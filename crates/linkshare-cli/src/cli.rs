use std::path::PathBuf;

use clap::{Args, Parser, Subcommand};
use linkshare_sdk::FeedTab;

#[derive(Parser)]
#[command(
    name = "linkshare",
    about = "LinkShare: share short posts by link",
    version,
)]
pub struct Cli {
    #[command(subcommand)]
    pub command: Command,

    #[arg(short, long, global = true)]
    pub verbose: bool,

    #[arg(long, global = true, default_value = "text")]
    pub format: OutputFormat,

    /// Directory holding the shared remote journal
    #[arg(long, global = true, default_value = ".linkshare")]
    pub data_dir: PathBuf,

    /// Session configuration file (TOML)
    #[arg(long = "config", global = true)]
    pub config_file: Option<PathBuf>,
}

#[derive(Clone, Copy, Debug, PartialEq, Eq, clap::ValueEnum)]
pub enum OutputFormat {
    Text,
    Json,
}

#[derive(Clone, Copy, Debug, PartialEq, Eq, clap::ValueEnum)]
pub enum TabArg {
    Home,
    Recent,
    Trending,
    Search,
}

impl From<TabArg> for FeedTab {
    fn from(tab: TabArg) -> Self {
        match tab {
            TabArg::Home => FeedTab::Home,
            TabArg::Recent => FeedTab::Recent,
            TabArg::Trending => FeedTab::Trending,
            TabArg::Search => FeedTab::Search,
        }
    }
}

#[derive(Subcommand)]
pub enum Command {
    /// Publish a new post
    Post(PostArgs),
    /// Like a post
    Like(LikeArgs),
    /// Show a feed
    Feed(FeedArgs),
    /// Open a share link
    Open(OpenArgs),
    /// Print the share link for a post
    Link(LinkArgs),
    /// Rewrite the remote journal to one entry per post
    Compact,
    /// Print the effective configuration
    Config,
}

#[derive(Args)]
pub struct PostArgs {
    #[arg(short, long)]
    pub author: String,
    #[arg(short, long)]
    pub content: String,
}

#[derive(Args)]
pub struct LikeArgs {
    pub id: String,
}

#[derive(Args)]
pub struct FeedArgs {
    #[arg(short, long, value_enum, default_value = "home")]
    pub tab: TabArg,
    /// Author to search for (search tab)
    #[arg(short, long, default_value = "")]
    pub query: String,
}

#[derive(Args)]
pub struct OpenArgs {
    pub link: String,
}

#[derive(Args)]
pub struct LinkArgs {
    pub id: String,
}
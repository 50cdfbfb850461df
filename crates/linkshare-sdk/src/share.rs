//! Share links and view-mode resolution.
//!
//! A share link is `{origin}{path}?post={id}`. Opening one puts the session
//! in single-post mode; anything else opens the live feed.

use std::fmt;

use linkshare_types::PostId;
use serde::{Deserialize, Serialize};

/// Query parameter that carries the shared post id.
pub const POST_PARAM: &str = "post";

/// Where the application is served from.
#[derive(Clone, Debug, PartialEq, Eq, Serialize, Deserialize)]
#[serde(default)]
pub struct ShareBase {
    pub origin: String,
    pub path: String,
}

impl Default for ShareBase {
    fn default() -> Self {
        Self {
            origin: "http://localhost:8080".into(),
            path: "/".into(),
        }
    }
}

/// How a session presents records. Decided once, when the session opens.
#[derive(Clone, Debug, PartialEq, Eq, Hash)]
pub enum ViewMode {
    LiveFeed,
    SingleShared(PostId),
}

impl ViewMode {
    /// Resolve from a request query string such as `?post=abc`.
    pub fn from_query(query: &str) -> Self {
        match parse_requested_id(query) {
            Some(id) => Self::SingleShared(id),
            None => Self::LiveFeed,
        }
    }

    /// Resolve from a full link.
    pub fn from_link(url: &str) -> Self {
        match parse_link(url) {
            Some(id) => Self::SingleShared(id),
            None => Self::LiveFeed,
        }
    }

    pub fn shared_id(&self) -> Option<&PostId> {
        match self {
            Self::LiveFeed => None,
            Self::SingleShared(id) => Some(id),
        }
    }

    pub fn is_live(&self) -> bool {
        matches!(self, Self::LiveFeed)
    }
}

impl fmt::Display for ViewMode {
    fn fmt(&self, f: &mut fmt::Formatter<'_>) -> fmt::Result {
        match self {
            Self::LiveFeed => f.write_str("live feed"),
            Self::SingleShared(id) => write!(f, "shared post {id}"),
        }
    }
}

/// `{origin}{path}?post={id}`.
pub fn build_link(base: &ShareBase, id: &PostId) -> String {
    format!(
        "{}?{}={}",
        base_link(base),
        POST_PARAM,
        percent_encode(id.as_str())
    )
}

/// `{origin}{path}`, the link back to the full feed.
pub fn base_link(base: &ShareBase) -> String {
    format!("{}{}", base.origin, base.path)
}

/// The shared post id in a query string, if any.
///
/// The leading `?` is optional. The first `post` parameter wins; a blank
/// value counts as absent.
pub fn parse_requested_id(query: &str) -> Option<PostId> {
    let query = query.strip_prefix('?').unwrap_or(query);
    let raw = query
        .split('&')
        .filter(|pair| !pair.is_empty())
        .map(|pair| pair.split_once('=').unwrap_or((pair, "")))
        .find(|(key, _)| percent_decode(key) == POST_PARAM)
        .map(|(_, value)| percent_decode(value))?;

    if raw.trim().is_empty() {
        return None;
    }
    PostId::parse(raw).ok()
}

/// The shared post id in a full link. The fragment is ignored.
pub fn parse_link(url: &str) -> Option<PostId> {
    let url = url.split_once('#').map_or(url, |(before, _)| before);
    let (_, query) = url.split_once('?')?;
    parse_requested_id(query)
}

fn is_unreserved(b: u8) -> bool {
    b.is_ascii_alphanumeric() || matches!(b, b'-' | b'.' | b'_' | b'~')
}

fn percent_encode(s: &str) -> String {
    let mut out = String::with_capacity(s.len());
    for b in s.bytes() {
        if is_unreserved(b) {
            out.push(char::from(b));
        } else {
            out.push_str(&format!("%{b:02X}"));
        }
    }
    out
}

/// Form-style decoding: `+` is a space, `%XX` a byte. Malformed escapes
/// are kept literally.
fn percent_decode(s: &str) -> String {
    let bytes = s.as_bytes();
    let mut out = Vec::with_capacity(bytes.len());
    let mut i = 0;
    while i < bytes.len() {
        match bytes[i] {
            b'+' => {
                out.push(b' ');
                i += 1;
            }
            b'%' if i + 2 < bytes.len() => match (hex_value(bytes[i + 1]), hex_value(bytes[i + 2])) {
                (Some(hi), Some(lo)) => {
                    out.push((hi << 4) | lo);
                    i += 3;
                }
                _ => {
                    out.push(b'%');
                    i += 1;
                }
            },
            b => {
                out.push(b);
                i += 1;
            }
        }
    }
    String::from_utf8_lossy(&out).into_owned()
}

fn hex_value(b: u8) -> Option<u8> {
    char::from(b).to_digit(16).map(|d| d as u8)
}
=======
ABOUT THIS TASK:
Retype every line of the listing, word for word, from its opening line to the line that holds "Publish a new post", and include that last line too.

WRITTEN RESPONSE:
filename crates/linkshare-cli/src/cli.rs
use std::path::PathBuf;

use clap::{Args, Parser, Subcommand};
use linkshare_sdk::FeedTab;

#[derive(Parser)]
#[command(
    name = "linkshare",
    about = "LinkShare: share short posts by link",
    version,
)]
pub struct Cli {
    #[command(subcommand)]
    pub command: Command,

    #[arg(short, long, global = true)]
    pub verbose: bool,

    #[arg(long, global = true, default_value = "text")]
    pub format: OutputFormat,

    /// Directory holding the shared remote journal
    #[arg(long, global = true, default_value = ".linkshare")]
    pub data_dir: PathBuf,

    /// Session configuration file (TOML)
    #[arg(long = "config", global = true)]
    pub config_file: Option<PathBuf>,
}

#[derive(Clone, Copy, Debug, PartialEq, Eq, clap::ValueEnum)]
pub enum OutputFormat {
    Text,
    Json,
}

#[derive(Clone, Copy, Debug, PartialEq, Eq, clap::ValueEnum)]
pub enum TabArg {
    Home,
    Recent,
    Trending,
    Search,
}

impl From<TabArg> for FeedTab {
    fn from(tab: TabArg) -> Self {
        match tab {
            TabArg::Home => FeedTab::Home,
            TabArg::Recent => FeedTab::Recent,
            TabArg::Trending => FeedTab::Trending,
            TabArg::Search => FeedTab::Search,
        }
    }
}

#[derive(Subcommand)]
pub enum Command {
    /// Publish a new post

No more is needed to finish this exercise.